I first read Auster when I was living in Brooklyn. It was "City of Glass," the first novel in his "New York Trilogy," and my ex and I took turns reading chapters aloud. We both found that the other read at once too fast and too slow: Something funny happened on the pages, a tide rushing you to the next sentence and an undertow sweeping you back to reconsider the previous one.

After the "Trilogy," I got to work on the rest of his oeuvre. The 52-year-old has written more than a dozen works of fiction and nonfiction, as well as a considerable body of poetry and the screenplays for the films "Lulu on the Bridge," which he directed, and "Smoke" and "Blue in the Face," His most recent novel, "Timbuktu," came out this past May. "Timbuktu" is the famously dog-narrated tale of a hobo poet and his canine companion, Mr. Bones. The novel wanders -- sometimes more than a lot -- with its itinerant protagonists, who trek down to Baltimore for the poet's last day on Earth. Auster keeps busy.

The appeal of Auster's work is that of watching a good detective movie that knows it's a detective movie: self-conscious plots that cook. Narrative structures meander like their occasionally transient protagonists. Or they explode laterally like their New York City setting. Or they fold in on their genre novel conventions: a private eye's search for his private "I" contracting upon itself in a climax markedly beyond genre. It is not inappropriate to use the term Austerian in those moments when paranoia, fate and a man with a mysterious briefcase collide.

I get to the Stanford Court Hotel in San Francisco early and poke around. The cheery lobby gives way unceremoniously to a dim, faux-old hotel bar. It's California riffing on oak-and-brass New York, and not to unappealing effect. What the place lacks in smoke and moody pomp it makes up for in comfortable chairs. I sit, then get up, then go to the bathroom, then pace around the lobby.
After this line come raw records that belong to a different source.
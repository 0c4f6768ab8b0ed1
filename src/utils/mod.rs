//! Utility Functions and Diagnostics
//!
//! Session detection and user-friendly error formatting.
//!
//! ```rust
//! use lamco_selection::utils::SessionInfo;
//!
//! let session = SessionInfo::detect();
//! if !session.has_x11() && !session.has_wayland() {
//!     println!("no display server, only the headless backend is usable");
//! }
//! ```

pub mod diagnostics;
pub mod errors;

pub use diagnostics::{log_startup_diagnostics, SessionInfo};
pub use errors::format_user_error;
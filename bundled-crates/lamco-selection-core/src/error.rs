//! Error types for selection operations.

use thiserror::Error;

/// Result type for selection operations
pub type SelectionResult<T> = std::result::Result<T, SelectionError>;

/// Errors that can occur while negotiating or converting a selection
#[derive(Error, Debug)]
pub enum SelectionError {
    /// The display server connection failed or was lost
    #[error("transport error: {0}")]
    Transport(String),

    /// Peer did not answer within the bounded wait
    #[error("no reply within {0}ms")]
    Timeout(u64),

    /// Peer explicitly refused the conversion
    #[error("conversion of {0} refused")]
    Refused(String),

    /// Request predates the current ownership and was rejected
    #[error("stale request: requester time {requester} precedes ownership time {owned}")]
    StaleRequest {
        /// Timestamp carried by the request
        requester: u32,
        /// Timestamp recorded when ownership was taken
        owned: u32,
    },

    /// Peer offers no format we can read
    #[error("no mutually supported text format")]
    NoCommonFormat,

    /// Envelope declared an encoding other than UTF-8
    #[error("envelope declares unsupported encoding {0:?}")]
    EncodingMismatch(String),

    /// Payload could not be decoded
    #[error("decode failed: {0}")]
    Decode(String),

    /// Format is not a text format we serve
    #[error("unsupported format: {0}")]
    UnsupportedFormat(String),

    /// Data size exceeded maximum
    #[error("data size {actual} exceeds maximum {max}")]
    DataSizeExceeded {
        /// Actual size in bytes
        actual: usize,
        /// Maximum allowed size in bytes
        max: usize,
    },

    /// Reply did not fit the protocol step it answered
    #[error("protocol violation: {0}")]
    Protocol(String),

    /// Invalid state for operation
    #[error("invalid state: {0}")]
    InvalidState(String),

    /// I/O error
    #[error("I/O error: {0}")]
    Io(#[from] std::io::Error),
}

/// Coarse error classes used for diagnostics and recovery decisions
#[derive(Debug, Clone, Copy, PartialEq, Eq, Hash)]
pub enum ErrorKind {
    /// Connection could not be opened or was lost
    Connection,
    /// Peer did not answer in time
    Timeout,
    /// Format mismatch or decode failure
    Format,
    /// Peer refused, or timestamp validation failed
    Refusal,
    /// Payload too large to hold
    Allocation,
    /// Local state or protocol sequencing problem
    Internal,
}

impl SelectionError {
    /// Classify this error
    pub fn kind(&self) -> ErrorKind {
        match self {
            Self::Transport(_) | Self::Io(_) => ErrorKind::Connection,
            Self::Timeout(_) => ErrorKind::Timeout,
            Self::NoCommonFormat | Self::EncodingMismatch(_) | Self::Decode(_) | Self::UnsupportedFormat(_) => {
                ErrorKind::Format
            }
            Self::Refused(_) | Self::StaleRequest { .. } => ErrorKind::Refusal,
            Self::DataSizeExceeded { .. } => ErrorKind::Allocation,
            Self::Protocol(_) | Self::InvalidState(_) => ErrorKind::Internal,
        }
    }

    /// Returns true if the session survives this error
    ///
    /// Only connection failures end a session; everything else degrades a
    /// single fetch or request to "no data".
    pub fn is_recoverable(&self) -> bool {
        self.kind() != ErrorKind::Connection
    }

    /// Returns true if a lesser format may still succeed
    pub fn allows_fallback(&self) -> bool {
        matches!(self, Self::EncodingMismatch(_))
    }
}

#[cfg(test)]
mod tests {
    use super::*;

    #[test]
    fn test_error_classification() {
        assert_eq!(SelectionError::Timeout(1000).kind(), ErrorKind::Timeout);
        assert_eq!(SelectionError::Refused("TARGETS".into()).kind(), ErrorKind::Refusal);
        assert_eq!(
            SelectionError::StaleRequest { requester: 5, owned: 10 }.kind(),
            ErrorKind::Refusal
        );
        assert_eq!(SelectionError::EncodingMismatch("latin1".into()).kind(), ErrorKind::Format);
        assert_eq!(
            SelectionError::DataSizeExceeded { actual: 2, max: 1 }.kind(),
            ErrorKind::Allocation
        );
        assert_eq!(SelectionError::Transport("gone".into()).kind(), ErrorKind::Connection);
    }

    #[test]
    fn test_recoverability() {
        assert!(SelectionError::Timeout(1000).is_recoverable());
        assert!(SelectionError::NoCommonFormat.is_recoverable());
        assert!(!SelectionError::Transport("broken pipe".into()).is_recoverable());
        assert!(!SelectionError::Io(std::io::Error::other("eof")).is_recoverable());
    }

    #[test]
    fn test_fallback_only_on_encoding_mismatch() {
        assert!(SelectionError::EncodingMismatch("euc-jp".into()).allows_fallback());
        assert!(!SelectionError::Decode("bad".into()).allows_fallback());
        assert!(!SelectionError::Timeout(10).allows_fallback());
    }
}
I get bored in the lobby and peek back in the bar section. A woman has recently taken a seat at a small table where a man is staring down a laptop. They exchange stiff greetings and bend over the computer screen. "Is it accurate?" I hear her ask. "Yes."
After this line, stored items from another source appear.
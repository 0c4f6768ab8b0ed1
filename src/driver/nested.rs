//! Bounded nested pumping for host-loop mode
//!
//! When the application owns the event loop, a fetch cannot block on a
//! rendezvous that only the loop would fill. It drives the pump itself
//! until the reply arrives or the deadline passes.

use std::time::{Duration, Instant};

use lamco_selection_core::{Reply, SelectionKind, SelectionStore};
use nix::errno::Errno;
use nix::poll::{poll, PollFd, PollFlags};
use tracing::warn;

use super::{min_timeout, poll_timeout, EventPump, PumpStatus};
use crate::clipboard::{ClipboardError, Result};

/// Pump until `done` returns true or `deadline` passes
///
/// Returns whether `done` was satisfied.
pub fn pump_until(pump: &dyn EventPump, deadline: Instant, mut done: impl FnMut() -> bool) -> Result<bool> {
    loop {
        if done() {
            return Ok(true);
        }
        let now = Instant::now();
        if now >= deadline {
            return Ok(false);
        }

        pump.prepare()?;
        let wait = min_timeout(Some(deadline - now), pump.poll_timeout());
        {
            let mut fds = [PollFd::new(pump.fd(), PollFlags::POLLIN)];
            match poll(&mut fds, poll_timeout(wait)) {
                Ok(_) | Err(Errno::EINTR) => {}
                Err(e) => return Err(ClipboardError::Driver(format!("poll failed: {}", e))),
            }
        }

        if pump.dispatch()? == PumpStatus::Exit {
            return Ok(done());
        }
    }
}

/// Wait for the reply to `serial` on `kind`, pumping the connection meanwhile
pub fn await_pumped(
    pump: &dyn EventPump,
    store: &SelectionStore,
    kind: SelectionKind,
    serial: u32,
    timeout: Duration,
) -> Option<Reply> {
    let mut reply = None;
    let deadline = Instant::now() + timeout;
    let pumped = pump_until(pump, deadline, || {
        if reply.is_none() {
            reply = store.try_take(kind, serial);
        }
        reply.is_some()
    });
    if let Err(e) = pumped {
        warn!("Nested pump for {} failed: {}", kind, e);
    }
    reply
}
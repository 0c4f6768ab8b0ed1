//! Configuration type definitions

use serde::{Deserialize, Serialize};
use std::fmt;
use std::path::PathBuf;

use lamco_selection_core::{DEFAULT_MAX_SIZE, DEFAULT_TIMEOUT_MS};

/// Which display server backend to open
#[derive(Debug, Clone, Copy, PartialEq, Eq, Default, Serialize, Deserialize)]
#[serde(rename_all = "kebab-case")]
pub enum BackendKind {
    /// Wayland when `WAYLAND_DISPLAY` is set, X11 when `DISPLAY` is set
    #[default]
    Auto,
    /// ICCCM selections over an X11 connection
    X11,
    /// wlr-data-control on a Wayland compositor
    Wayland,
    /// In-process selections, no display server
    Headless,
}

impl BackendKind {
    /// Configuration name of this backend
    pub fn as_str(self) -> &'static str {
        match self {
            Self::Auto => "auto",
            Self::X11 => "x11",
            Self::Wayland => "wayland",
            Self::Headless => "headless",
        }
    }
}

impl fmt::Display for BackendKind {
    fn fmt(&self, f: &mut fmt::Formatter<'_>) -> fmt::Result {
        f.write_str(self.as_str())
    }
}

impl std::str::FromStr for BackendKind {
    type Err = String;

    fn from_str(s: &str) -> Result<Self, Self::Err> {
        match s.to_ascii_lowercase().as_str() {
            "auto" => Ok(Self::Auto),
            "x11" => Ok(Self::X11),
            "wayland" => Ok(Self::Wayland),
            "headless" => Ok(Self::Headless),
            other => Err(format!("unknown backend '{}' (auto, x11, wayland, headless)", other)),
        }
    }
}

/// Who drives the display connection
#[derive(Debug, Clone, Copy, PartialEq, Eq, Default, Serialize, Deserialize)]
#[serde(rename_all = "kebab-case")]
pub enum Scheduling {
    /// A dedicated event thread owned by the clipboard
    #[default]
    Thread,
    /// The embedding application polls the event pump from its own loop
    HostLoop,
}

impl fmt::Display for Scheduling {
    fn fmt(&self, f: &mut fmt::Formatter<'_>) -> fmt::Result {
        f.write_str(match self {
            Self::Thread => "thread",
            Self::HostLoop => "host-loop",
        })
    }
}

/// Selection engine configuration
#[derive(Debug, Clone, PartialEq, Eq, Serialize, Deserialize)]
#[serde(default)]
pub struct SelectionConfig {
    /// Backend to open ("auto", "x11", "wayland", "headless")
    pub backend: BackendKind,

    /// Scheduling model ("thread", "host-loop")
    pub scheduling: Scheduling,

    /// Bound on each hop of a fetch, in milliseconds
    pub fetch_timeout_ms: u64,

    /// Declare TARGETS replies with type ATOM instead of TARGETS.
    /// Some older peers only accept ATOM.
    pub targets_reply_type_atom: bool,

    /// Largest payload accepted by `set` or a fetch, in bytes
    pub max_transfer_size: usize,

    /// Offer owned selections to a clipboard manager on stop
    pub clipboard_manager_handover: bool,

    /// How long to keep serving the clipboard manager on stop
    pub handover_timeout_ms: u64,
}

impl Default for SelectionConfig {
    fn default() -> Self {
        Self {
            backend: BackendKind::Auto,
            scheduling: Scheduling::Thread,
            fetch_timeout_ms: DEFAULT_TIMEOUT_MS,
            targets_reply_type_atom: true,
            max_transfer_size: DEFAULT_MAX_SIZE,
            clipboard_manager_handover: true,
            handover_timeout_ms: 1000,
        }
    }
}

/// Logging configuration
#[derive(Debug, Clone, PartialEq, Eq, Serialize, Deserialize)]
#[serde(default)]
pub struct LoggingConfig {
    /// Log level ("trace", "debug", "info", "warn", "error")
    pub level: String,

    /// Output format ("pretty", "compact", "json")
    pub format: String,

    /// Log file (None = stderr only)
    pub file: Option<PathBuf>,
}

impl Default for LoggingConfig {
    fn default() -> Self {
        Self {
            level: "warn".to_string(),
            format: "pretty".to_string(),
            file: None,
        }
    }
}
They glance at me and I duck behind a corner. That's when I imagine I've wandered into the meta-maze of a Paul Auster novel: As the laptop couple whisper, then nod in my direction, then lean back to the keyboard for a burst of typing, it becomes perfectly clear that they have my life on their computer screen: "He waits for his interview with writer Paul Auster. He wonders how the writer will respond to his questions: Will Auster turn that intense stare of his on me? Colin wonders if he's missed his mark with the writer altogether, if Auster will prove slicker than the smart but ultimately Brooklyn guy he hoped for."
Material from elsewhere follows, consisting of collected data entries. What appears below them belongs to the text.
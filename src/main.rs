//! lamco-selection - command-line selection client
//!
//! Entry point for the `lamco-selection` binary.

use std::io::{IsTerminal, Read, Write};
use std::path::PathBuf;
use std::sync::Arc;
use std::time::Duration;

use anyhow::{Context, Result};
use clap::{Parser, Subcommand};
use tokio::sync::oneshot;
use tracing::{debug, info, warn};
use tracing_subscriber::{layer::SubscriberExt, util::SubscriberInitExt, Layer, Registry};

use lamco_selection::config::{BackendKind, Config, LoggingConfig};
use lamco_selection::driver::drive_async;
use lamco_selection::lamco_selection_core::{resolve_register, split_lines, RegisterType, SelectionKind};
use lamco_selection::utils::{format_user_error, SessionInfo};
use lamco_selection::{Clipboard, SelectionEvent};

/// Command-line arguments for lamco-selection
#[derive(Parser, Debug)]
#[command(name = "lamco-selection")]
#[command(version, about = "X11 and Wayland selection client", long_about = None)]
pub struct Args {
    /// Configuration file path
    #[arg(short, long, env = "LAMCO_SELECTION_CONFIG")]
    pub config: Option<PathBuf>,

    /// Display server backend (auto|x11|wayland|headless)
    #[arg(short, long, env = "LAMCO_SELECTION_BACKEND")]
    pub backend: Option<BackendKind>,

    /// Bound on each wait for another client, in milliseconds
    #[arg(short, long)]
    pub timeout_ms: Option<u64>,

    /// Verbose logging (can be specified multiple times)
    #[arg(short, long, action = clap::ArgAction::Count)]
    pub verbose: u8,

    /// Log format (json|pretty|compact)
    #[arg(long)]
    pub log_format: Option<String>,

    /// Write logs to file (in addition to stderr)
    #[arg(long)]
    pub log_file: Option<PathBuf>,

    #[command(subcommand)]
    pub command: Command,
}

/// Subcommands
#[derive(Subcommand, Debug)]
pub enum Command {
    /// Print the content of a selection
    Get {
        /// Selection name: `*` or `primary`, `secondary`, anything else is CLIPBOARD
        #[arg(short, long, default_value = "+")]
        selection: String,

        /// Print the register code (v, V or ^V) before the text
        #[arg(short, long)]
        register: bool,
    },

    /// Own a selection and serve it until another client takes it over
    Set {
        /// Selection name
        #[arg(short, long, default_value = "+")]
        selection: String,

        /// Register code: v (characters), V (lines), b (block)
        #[arg(short, long, default_value = "v")]
        register: String,

        /// Clear the selection instead of setting it
        #[arg(long, conflicts_with = "lines")]
        clear: bool,

        /// Return right after taking ownership
        #[arg(long)]
        no_wait: bool,

        /// Lines to store; read from stdin when omitted
        lines: Vec<String>,
    },

    /// Show the display environment and whether a connection can be made
    Status,

    /// Print a selection whenever its content changes
    Watch {
        /// Selection name
        #[arg(short, long, default_value = "+")]
        selection: String,

        /// Poll interval in milliseconds
        #[arg(short, long, default_value = "500")]
        interval_ms: u64,
    },
}

#[tokio::main]
async fn main() -> Result<()> {
    let args = Args::parse();

    let config = Config::load_or_default(args.config.as_deref())
        .or_else(|e| {
            eprintln!("Failed to load config: {:#}, using defaults", e);
            Ok::<_, anyhow::Error>(Config::default_config())
        })?
        .with_overrides(args.backend, args.timeout_ms);

    let _log_guard = init_logging(&args, &config.logging)?;

    info!(
        "lamco-selection v{} ({} {})",
        env!("CARGO_PKG_VERSION"),
        env!("GIT_HASH"),
        env!("BUILD_DATE")
    );
    lamco_selection::utils::log_startup_diagnostics();
    debug!("Config: {:?}", config);

    if let Err(e) = run(args.command, &config).await {
        eprintln!("{}", format_user_error(&e));
        return Err(e);
    }
    Ok(())
}

async fn run(command: Command, config: &Config) -> Result<()> {
    if let Command::Status = command {
        return status(config);
    }

    let clipboard = Arc::new(Clipboard::start(config).context("Failed to start clipboard")?);

    // Host-loop scheduling: this runtime drives the connection
    let (stop_tx, stop_rx) = oneshot::channel::<()>();
    let pump_task = clipboard.pump().map(|pump| {
        info!("Driving the connection from the tokio runtime");
        tokio::spawn(drive_async(pump, async move {
            let _ = stop_rx.await;
        }))
    });

    let result = match command {
        Command::Get { selection, register } => get(&clipboard, selection, register).await,
        Command::Set {
            selection,
            register,
            clear,
            no_wait,
            lines,
        } => set(&clipboard, selection, register, clear, no_wait, lines).await,
        Command::Watch {
            selection,
            interval_ms,
        } => watch(&clipboard, selection, Duration::from_millis(interval_ms)).await,
        Command::Status => Ok(()),
    };

    let stopping = Arc::clone(&clipboard);
    tokio::task::spawn_blocking(move || stopping.stop())
        .await
        .context("Stop task panicked")??;

    let _ = stop_tx.send(());
    if let Some(task) = pump_task {
        if let Err(e) = task.await.context("Event loop task panicked")? {
            warn!("Event loop ended with error: {}", e);
        }
    }

    result
}

fn status(config: &Config) -> Result<()> {
    let session = SessionInfo::detect();
    println!("Session type:    {}", session.session_type.as_deref().unwrap_or("unknown"));
    println!("DISPLAY:         {}", session.display.as_deref().unwrap_or("-"));
    println!("WAYLAND_DISPLAY: {}", session.wayland_display.as_deref().unwrap_or("-"));
    println!("Desktop:         {}", session.desktop.as_deref().unwrap_or("-"));
    println!("Backend:         {}", config.selection.backend);
    println!("Scheduling:      {}", config.selection.scheduling);

    let clipboard = Clipboard::start(config).context("Failed to start clipboard")?;
    println!(
        "Connection:      {} ({})",
        if clipboard.status() { "alive" } else { "down" },
        clipboard.backend_name().unwrap_or("none")
    );
    clipboard.stop()?;
    Ok(())
}

async fn get(clipboard: &Arc<Clipboard>, name: String, show_register: bool) -> Result<()> {
    let reader = Arc::clone(clipboard);
    let selection = tokio::task::spawn_blocking(move || reader.get(&name))
        .await
        .context("Fetch task panicked")?;

    let mut stdout = std::io::stdout().lock();
    if show_register {
        writeln!(stdout, "{}", selection.code().escape_default())?;
    }
    for line in &selection.lines {
        writeln!(stdout, "{}", line)?;
    }
    Ok(())
}

async fn set(
    clipboard: &Arc<Clipboard>,
    name: String,
    code: String,
    clear: bool,
    no_wait: bool,
    lines: Vec<String>,
) -> Result<()> {
    let (lines, code) = if clear {
        (Vec::new(), code)
    } else if lines.is_empty() {
        stdin_lines(&read_stdin()?, &code)
    } else {
        (lines, code)
    };

    let kind = SelectionKind::from_name(&name);
    let events = clipboard.subscribe();
    clipboard.set(&name, &lines, &code)?;
    info!(selection = %kind, lines = lines.len(), "Selection set");

    // Nobody else can read a headless selection, and a cleared one has nothing to serve
    if no_wait || lines.is_empty() || clipboard.backend_name() == Some("headless") {
        return Ok(());
    }

    let lost = tokio::task::spawn_blocking(move || {
        for event in events.iter() {
            if event == SelectionEvent::OwnershipLost(kind) {
                return true;
            }
        }
        false
    });

    tokio::select! {
        lost = lost => {
            if lost.context("Ownership watch panicked")? {
                info!(selection = %kind, "Another client took the selection");
            }
        }
        _ = tokio::signal::ctrl_c() => {
            info!("Interrupted");
        }
    }
    Ok(())
}

async fn watch(clipboard: &Arc<Clipboard>, name: String, interval: Duration) -> Result<()> {
    let events = clipboard.subscribe();
    let mut ticker = tokio::time::interval(interval);
    let mut last = None;

    loop {
        tokio::select! {
            _ = ticker.tick() => {}
            _ = tokio::signal::ctrl_c() => return Ok(()),
        }

        for event in events.try_iter() {
            println!("# {:?}", event);
        }

        let reader = Arc::clone(clipboard);
        let query = name.clone();
        let selection = tokio::task::spawn_blocking(move || reader.get(&query))
            .await
            .context("Fetch task panicked")?;
        if last.as_ref() != Some(&selection) {
            println!("# {} ({} lines)", selection.code().escape_default(), selection.lines.len());
            for line in &selection.lines {
                println!("{}", line);
            }
            last = Some(selection);
        }

        if !clipboard.status() {
            warn!("Connection lost");
            return Ok(());
        }
    }
}

fn read_stdin() -> Result<Vec<u8>> {
    let mut stdin = std::io::stdin();
    if stdin.is_terminal() {
        eprintln!("Reading selection text from stdin, end with Ctrl-D");
    }
    let mut data = Vec::new();
    stdin.read_to_end(&mut data).context("Failed to read stdin")?;
    Ok(data)
}

/// Lines and register code for text read from stdin
///
/// A final newline ends the last line of line-wise text instead of adding
/// an empty one.
fn stdin_lines(data: &[u8], code: &str) -> (Vec<String>, String) {
    if data.is_empty() {
        return (Vec::new(), code.to_string());
    }
    let requested = RegisterType::from_code(code);
    let (lines, register) = resolve_register(requested, split_lines(data));
    let code = match requested {
        RegisterType::Auto => register.code().unwrap_or("v"),
        _ => code,
    };
    (lines, code.to_string())
}

fn init_logging(args: &Args, logging: &LoggingConfig) -> Result<Option<tracing_appender::non_blocking::WorkerGuard>> {
    let log_level = match args.verbose {
        0 => logging.level.as_str(),
        1 => "debug",
        _ => "trace",
    };
    let format = args.log_format.as_deref().unwrap_or(logging.format.as_str());

    let env_filter = tracing_subscriber::EnvFilter::try_from_default_env().unwrap_or_else(|_| {
        tracing_subscriber::EnvFilter::new(format!(
            "lamco_selection={level},lamco_selection_core={level},warn",
            level = log_level
        ))
    });

    let mut layers: Vec<Box<dyn Layer<Registry> + Send + Sync>> = Vec::new();
    layers.push(match format {
        "json" => tracing_subscriber::fmt::layer().json().with_writer(std::io::stderr).boxed(),
        "compact" => tracing_subscriber::fmt::layer().compact().with_writer(std::io::stderr).boxed(),
        _ => tracing_subscriber::fmt::layer().pretty().with_writer(std::io::stderr).boxed(),
    });

    // If log file is specified, write to both stderr and file
    let log_file = args.log_file.as_ref().or(logging.file.as_ref());
    let guard = match log_file {
        Some(path) => {
            let directory = path.parent().filter(|p| !p.as_os_str().is_empty());
            let file_name = path
                .file_name()
                .with_context(|| format!("Invalid log file path: {}", path.display()))?;
            let appender = tracing_appender::rolling::never(directory.unwrap_or(std::path::Path::new(".")), file_name);
            let (writer, guard) = tracing_appender::non_blocking(appender);
            layers.push(match format {
                "json" => tracing_subscriber::fmt::layer().json().with_writer(writer).with_ansi(false).boxed(),
                _ => tracing_subscriber::fmt::layer().with_writer(writer).with_ansi(false).boxed(),
            });
            Some(guard)
        }
        None => None,
    };

    tracing_subscriber::registry().with(layers).with(env_filter).init();

    if let Some(path) = log_file {
        info!("Logging to file: {}", path.display());
    }
    Ok(guard)
}

#[cfg(test)]
mod tests {
    use super::*;

    #[test]
    fn test_stdin_linewise_drops_final_newline() {
        let (lines, code) = stdin_lines(b"a\nb\n", "V");
        assert_eq!(lines, vec!["a", "b"]);
        assert_eq!(code, "V");
    }

    #[test]
    fn test_stdin_charwise_keeps_final_newline() {
        let (lines, code) = stdin_lines(b"a\nb\n", "v");
        assert_eq!(lines, vec!["a", "b", ""]);
        assert_eq!(code, "v");

        let (lines, _) = stdin_lines(b"a\nb", "V");
        assert_eq!(lines, vec!["a", "b"]);
    }

    #[test]
    fn test_stdin_unknown_code_guesses_from_text() {
        assert_eq!(stdin_lines(b"one\n", "auto"), (vec!["one".to_string()], "V".to_string()));
        assert_eq!(stdin_lines(b"one", "auto"), (vec!["one".to_string()], "v".to_string()));
        assert_eq!(stdin_lines(b"", "V"), (Vec::new(), "V".to_string()));
    }

    #[test]
    fn test_stdin_block_code_kept_with_width() {
        let (lines, code) = stdin_lines(b"ab\ncd\n", "\x164");
        assert_eq!(lines, vec!["ab", "cd", ""]);
        assert_eq!(code, "\x164");
    }
}
//! Event loop scheduling
//!
//! A backend's connection is driven either by a dedicated event thread
//! ([`ThreadDriver`]) or by the embedding application's own loop through
//! the [`EventPump`] hooks. Fetches issued in host-loop mode pump the
//! connection themselves, bounded by a deadline ([`pump_until`]).
//!
//! Host loops built on tokio can use [`drive_async`].

use std::os::fd::BorrowedFd;
use std::time::Duration;

use crate::clipboard::Result;

mod async_fd;
mod nested;
mod thread;

pub use async_fd::drive_async;
pub use nested::{await_pumped, pump_until};
pub use thread::ThreadDriver;

/// Outcome of one dispatch pass
#[derive(Debug, Clone, Copy, PartialEq, Eq)]
pub enum PumpStatus {
    /// Keep polling
    Continue,
    /// The connection is finished (shut down or lost)
    Exit,
}

/// Hooks a host event loop calls to drive a backend connection
///
/// The loop calls [`prepare`](Self::prepare) before it blocks, waits for
/// [`fd`](Self::fd) to become readable (or for [`poll_timeout`](Self::poll_timeout)
/// to elapse), then calls [`dispatch`](Self::dispatch).
pub trait EventPump: Send + Sync {
    /// File descriptor to watch for readability
    fn fd(&self) -> BorrowedFd<'_>;

    /// Flush outgoing requests before blocking
    fn prepare(&self) -> Result<()>;

    /// Read and handle every event available without blocking
    fn dispatch(&self) -> Result<PumpStatus>;

    /// Upper bound on one wait, for connections that buffer events
    /// internally where the fd alone does not show them
    fn poll_timeout(&self) -> Option<Duration> {
        None
    }
}

pub(crate) fn poll_timeout(timeout: Option<Duration>) -> nix::poll::PollTimeout {
    match timeout {
        Some(timeout) => {
            nix::poll::PollTimeout::try_from(timeout).unwrap_or(nix::poll::PollTimeout::MAX)
        }
        None => nix::poll::PollTimeout::NONE,
    }
}

/// Shorter of two optional waits
pub(crate) fn min_timeout(a: Option<Duration>, b: Option<Duration>) -> Option<Duration> {
    match (a, b) {
        (Some(a), Some(b)) => Some(a.min(b)),
        (a, None) => a,
        (None, b) => b,
    }
}


#[cfg(test)]
mod tests {
    use super::*;

    #[test]
    fn test_min_timeout() {
        let short = Some(Duration::from_millis(10));
        let long = Some(Duration::from_millis(20));
        assert_eq!(min_timeout(short, long), short);
        assert_eq!(min_timeout(None, long), long);
        assert_eq!(min_timeout(short, None), short);
        assert_eq!(min_timeout(None, None), None);
    }
}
I forget about the computer and its whispering operators. It's five minutes until I call Auster; to my surprise, I'm not nervous. His intense, somehow intimidating reach into Borgesian labyrinths of mirrored identity gets eclipsed by an even more intense compassion. He does his characters gently, does not condescend. They are beyond sympathy -- one simply admits them and invests in their spirit. When Glass, in "City of Glass," assumes the persona of Paul Auster, detective, one cares only that he find what he's looking for. Even the confused and misled are sympathetic, as with occasionally homeless Willy Christmas of "Timbuktu," who wanders America, sleeping on grates and rambling to Mr. Bones about Spandex. I think Auster will be nice.

At 3:10 p.m. I use the courtesy phone. Auster says he'll be right down. "How will I know you?" he asks. "You'll know me." "OK," he says and we hang up. I straighten the yellow carnation pinned to my sweater.

A minute later he steps into the lobby and looks around. He spots the flower, smiles gently. He's tall and handsome and not at all the Mr. Intense of his book jackets. He's wearing black jeans and classic Converse tennis shoes. We find a table out of the way.

The chatting comes easy. Auster is relaxed and salt of the earth; he's people. We agree we don't want to eat and we don't want to have cocktails. We have to do something. We shrug and get $4 Cokes.

He's in town for a couple of readings, promoting "Timbuktu," and we start talking about places. He admits to having lived in Berkeley briefly.

"I must say I enjoyed the time very much, but I felt that the tug of New York was too strong," he says. "I haven't really thought about living here again, but every now and again, I pass through and I always enjoy it. It's a beautiful city, and it doesn't feel like any other place."